All of the data below should be output exactly as given.

» RECORDS TO PROCESS
***

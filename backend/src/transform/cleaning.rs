//! Raw table → cleaned table.
//!
//! Cleaning trims every text cell, coerces the four measures to numbers
//! (unparsable values become null), keeps only rows with a discount in
//! `(0, 0.9]` and drops exact duplicate rows, keeping first occurrences.
//! Columns outside the expected schema are carried through as text.

use std::collections::HashSet;

use crate::error::SchemaError;
use crate::models::{expected_columns, CleanedRecord, NUMERIC_COLUMNS, TEXT_COLUMNS};
use crate::parser::RawTable;

/// Largest discount a valid order line can carry.
pub const MAX_DISCOUNT: f64 = 0.9;

/// Cleaned order lines plus the names of passthrough columns.
#[derive(Debug, Clone, Default, PartialEq)]
pub struct CleanedTable {
    /// Columns outside the expected schema, in raw table order.
    pub extra_columns: Vec<String>,
    pub records: Vec<CleanedRecord>,
}

impl CleanedTable {
    pub fn len(&self) -> usize {
        self.records.len()
    }

    pub fn is_empty(&self) -> bool {
        self.records.is_empty()
    }

    /// Header of the cleaned table: expected columns, then passthrough ones.
    pub fn columns(&self) -> Vec<String> {
        expected_columns()
            .map(str::to_string)
            .chain(self.extra_columns.iter().cloned())
            .collect()
    }

    /// Render back to text cells, in [`CleanedTable::columns`] order.
    ///
    /// Numbers use their shortest round-trip representation so that
    /// cleaning the rendered table again yields the same records.
    pub fn to_raw(&self) -> RawTable {
        let rows = self.records.iter().map(render_record).collect();
        RawTable::new(self.columns(), rows)
    }
}

/// What cleaning removed.
#[derive(Debug, Clone, Copy, Default, PartialEq, Eq)]
pub struct CleaningReport {
    pub raw_rows: usize,
    /// Rows dropped for a null or out-of-range discount.
    pub invalid_discount: usize,
    pub duplicates: usize,
    pub kept: usize,
}

/// Clean a raw table.
///
/// Fails only when expected columns are missing; bad cells never abort.
pub fn basic_clean(raw: &RawTable) -> Result<CleanedTable, SchemaError> {
    basic_clean_with_report(raw).map(|(table, _)| table)
}

/// [`basic_clean`], also reporting how many rows each rule removed.
pub fn basic_clean_with_report(raw: &RawTable) -> Result<(CleanedTable, CleaningReport), SchemaError> {
    let layout = ColumnLayout::resolve(raw)?;

    let mut report = CleaningReport {
        raw_rows: raw.len(),
        ..CleaningReport::default()
    };
    let mut seen = HashSet::new();
    let mut records = Vec::new();

    for row in &raw.rows {
        let Some(record) = layout.clean_row(row) else {
            report.invalid_discount += 1;
            continue;
        };

        if !seen.insert(DedupKey::of(&record)) {
            report.duplicates += 1;
            continue;
        }
        records.push(record);
    }

    report.kept = records.len();
    let extra_columns = layout
        .extra
        .iter()
        .map(|&i| raw.headers[i].clone())
        .collect();

    Ok((
        CleanedTable {
            extra_columns,
            records,
        },
        report,
    ))
}

/// Coerce a text cell to a number; empty, unparsable and non-finite cells
/// are null.
pub fn parse_number(value: &str) -> Option<f64> {
    let value = value.trim();
    if value.is_empty() {
        return None;
    }
    value.parse::<f64>().ok().filter(|v| v.is_finite())
}

/// Text form of an optional number, empty for null.
pub fn format_number(value: Option<f64>) -> String {
    value.map(|v| v.to_string()).unwrap_or_default()
}

fn is_valid_discount(discount: f64) -> bool {
    discount > 0.0 && discount <= MAX_DISCOUNT
}

/// Where each expected column sits in a raw table.
struct ColumnLayout {
    text: [usize; 16],
    numeric: [usize; 4],
    extra: Vec<usize>,
}

impl ColumnLayout {
    fn resolve(raw: &RawTable) -> Result<Self, SchemaError> {
        let missing: Vec<String> = expected_columns()
            .filter(|c| raw.column_index(c).is_none())
            .map(str::to_string)
            .collect();
        if !missing.is_empty() {
            return Err(SchemaError::MissingColumns(missing));
        }

        let index = |name: &str| raw.column_index(name).unwrap_or_default();
        let text = TEXT_COLUMNS.map(index);
        let numeric = NUMERIC_COLUMNS.map(index);
        let extra = (0..raw.headers.len())
            .filter(|i| !text.contains(i) && !numeric.contains(i))
            .collect();

        Ok(Self {
            text,
            numeric,
            extra,
        })
    }

    /// `None` when the row fails the discount rule.
    fn clean_row(&self, row: &[String]) -> Option<CleanedRecord> {
        let cell = |i: usize| row.get(i).map(|s| s.trim()).unwrap_or("");
        let text = |k: usize| cell(self.text[k]).to_string();
        let number = |k: usize| parse_number(cell(self.numeric[k]));

        let discount = number(2).filter(|d| is_valid_discount(*d))?;

        Some(CleanedRecord {
            order_id: text(0),
            order_date: text(1),
            ship_date: text(2),
            ship_mode: text(3),
            customer_id: text(4),
            customer_name: text(5),
            segment: text(6),
            country: text(7),
            city: text(8),
            state: text(9),
            postal_code: text(10),
            region: text(11),
            product_id: text(12),
            category: text(13),
            sub_category: text(14),
            product_name: text(15),
            sales: number(0),
            quantity: number(1),
            discount,
            profit: number(3),
            extra: self.extra.iter().map(|&i| cell(i).to_string()).collect(),
        })
    }
}

/// Hashable identity of a cleaned row across all columns.
#[derive(PartialEq, Eq, Hash)]
struct DedupKey {
    text: Vec<String>,
    numbers: [Option<u64>; 4],
}

impl DedupKey {
    fn of(record: &CleanedRecord) -> Self {
        let text = record
            .text_fields()
            .iter()
            .map(|s| s.to_string())
            .chain(record.extra.iter().cloned())
            .collect();
        // -0.0 and 0.0 are the same value.
        let numbers = record
            .numeric_fields()
            .map(|n| n.map(|v| if v == 0.0 { 0.0f64.to_bits() } else { v.to_bits() }));
        Self { text, numbers }
    }
}

fn render_record(record: &CleanedRecord) -> Vec<String> {
    record
        .text_fields()
        .iter()
        .map(|s| s.to_string())
        .chain(record.numeric_fields().map(format_number))
        .chain(record.extra.iter().cloned())
        .collect()
}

***

» ANSWER BOX
filename backend/src/transform/cleaning.rs
//! Raw table → cleaned table.
//!
//! Cleaning trims every text cell, coerces the four measures to numbers
//! (unparsable values become null), keeps only rows with a discount in
//! `(0, 0.9]` and drops exact duplicate rows, keeping first occurrences.
//! Columns outside the expected schema are carried through as text.

use std::collections::HashSet;

use crate::error::SchemaError;
use crate::models::{expected_columns, CleanedRecord, NUMERIC_COLUMNS, TEXT_COLUMNS};
use crate::parser::RawTable;

/// Largest discount a valid order line can carry.
pub const MAX_DISCOUNT: f64 = 0.9;

/// Cleaned order lines plus the names of passthrough columns.
#[derive(Debug, Clone, Default, PartialEq)]
pub struct CleanedTable {
    /// Columns outside the expected schema, in raw table order.
    pub extra_columns: Vec<String>,
    pub records: Vec<CleanedRecord>,
}

impl CleanedTable {
    pub fn len(&self) -> usize {
        self.records.len()
    }

    pub fn is_empty(&self) -> bool {
        self.records.is_empty()
    }

    /// Header of the cleaned table: expected columns, then passthrough ones.
    pub fn columns(&self) -> Vec<String> {
        expected_columns()
            .map(str::to_string)
            .chain(self.extra_columns.iter().cloned())
            .collect()
    }

    /// Render back to text cells, in [`CleanedTable::columns`] order.
    ///
    /// Numbers use their shortest round-trip representation so that
    /// cleaning the rendered table again yields the same records.
    pub fn to_raw(&self) -> RawTable {
        let rows = self.records.iter().map(render_record).collect();
        RawTable::new(self.columns(), rows)
    }
}

/// What cleaning removed.
#[derive(Debug, Clone, Copy, Default, PartialEq, Eq)]
pub struct CleaningReport {
    pub raw_rows: usize,
    /// Rows dropped for a null or out-of-range discount.
    pub invalid_discount: usize,
    pub duplicates: usize,
    pub kept: usize,
}

/// Clean a raw table.
///
/// Fails only when expected columns are missing; bad cells never abort.
pub fn basic_clean(raw: &RawTable) -> Result<CleanedTable, SchemaError> {
    basic_clean_with_report(raw).map(|(table, _)| table)
}

/// [`basic_clean`], also reporting how many rows each rule removed.
pub fn basic_clean_with_report(raw: &RawTable) -> Result<(CleanedTable, CleaningReport), SchemaError> {
    let layout = ColumnLayout::resolve(raw)?;

    let mut report = CleaningReport {
        raw_rows: raw.len(),
        ..CleaningReport::default()
    };
    let mut seen = HashSet::new();
    let mut records = Vec::new();

    for row in &raw.rows {
        let Some(record) = layout.clean_row(row) else {
            report.invalid_discount += 1;
            continue;
        };

        if !seen.insert(DedupKey::of(&record)) {
            report.duplicates += 1;
            continue;
        }
        records.push(record);
    }

    report.kept = records.len();
    let extra_columns = layout
        .extra
        .iter()
        .map(|&i| raw.headers[i].clone())
        .collect();

    Ok((
        CleanedTable {
            extra_columns,
            records,
        },
        report,
    ))
}

/// Coerce a text cell to a number; empty, unparsable and non-finite cells
/// are null.
pub fn parse_number(value: &str) -> Option<f64> {
    let value = value.trim();
    if value.is_empty() {
        return None;
    }
    value.parse::<f64>().ok().filter(|v| v.is_finite())
}

/// Text form of an optional number, empty for null.
pub fn format_number(value: Option<f64>) -> String {
    value.map(|v| v.to_string()).unwrap_or_default()
}

fn is_valid_discount(discount: f64) -> bool {
    discount > 0.0 && discount <= MAX_DISCOUNT
}

/// Where each expected column sits in a raw table.
struct ColumnLayout {
    text: [usize; 16],
    numeric: [usize; 4],
    extra: Vec<usize>,
}

impl ColumnLayout {
    fn resolve(raw: &RawTable) -> Result<Self, SchemaError> {
        let missing: Vec<String> = expected_columns()
            .filter(|c| raw.column_index(c).is_none())
            .map(str::to_string)
            .collect();
        if !missing.is_empty() {
            return Err(SchemaError::MissingColumns(missing));
        }

        let index = |name: &str| raw.column_index(name).unwrap_or_default();
        let text = TEXT_COLUMNS.map(index);
        let numeric = NUMERIC_COLUMNS.map(index);
        let extra = (0..raw.headers.len())
            .filter(|i| !text.contains(i) && !numeric.contains(i))
            .collect();

        Ok(Self {
            text,
            numeric,
            extra,
        })
    }

    /// `None` when the row fails the discount rule.
    fn clean_row(&self, row: &[String]) -> Option<CleanedRecord> {
        let cell = |i: usize| row.get(i).map(|s| s.trim()).unwrap_or("");
        let text = |k: usize| cell(self.text[k]).to_string();
        let number = |k: usize| parse_number(cell(self.numeric[k]));

        let discount = number(2).filter(|d| is_valid_discount(*d))?;

        Some(CleanedRecord {
            order_id: text(0),
            order_date: text(1),
            ship_date: text(2),
            ship_mode: text(3),
            customer_id: text(4),
            customer_name: text(5),
            segment: text(6),
            country: text(7),
            city: text(8),
            state: text(9),
            postal_code: text(10),
            region: text(11),
            product_id: text(12),
            category: text(13),
            sub_category: text(14),
            product_name: text(15),
            sales: number(0),
            quantity: number(1),
            discount,
            profit: number(3),
            extra: self.extra.iter().map(|&i| cell(i).to_string()).collect(),
        })
    }
}

/// Hashable identity of a cleaned row across all columns.
#[derive(PartialEq, Eq, Hash)]
struct DedupKey {
    text: Vec<String>,
    numbers: [Option<u64>; 4],
}

impl DedupKey {
    fn of(record: &CleanedRecord) -> Self {
        let text = record
            .text_fields()
            .iter()
            .map(|s| s.to_string())
            .chain(record.extra.iter().cloned())
            .collect();
        // -0.0 and 0.0 are the same value.
        let numbers = record
            .numeric_fields()
            .map(|n| n.map(|v| if v == 0.0 { 0.0f64.to_bits() } else { v.to_bits() }));
        Self { text, numbers }
    }
}

fn render_record(record: &CleanedRecord) -> Vec<String> {
    record
        .text_fields()
        .iter()
        .map(|s| s.to_string())
        .chain(record.numeric_fields().map(format_number))
        .chain(record.extra.iter().cloned())
        .collect()
}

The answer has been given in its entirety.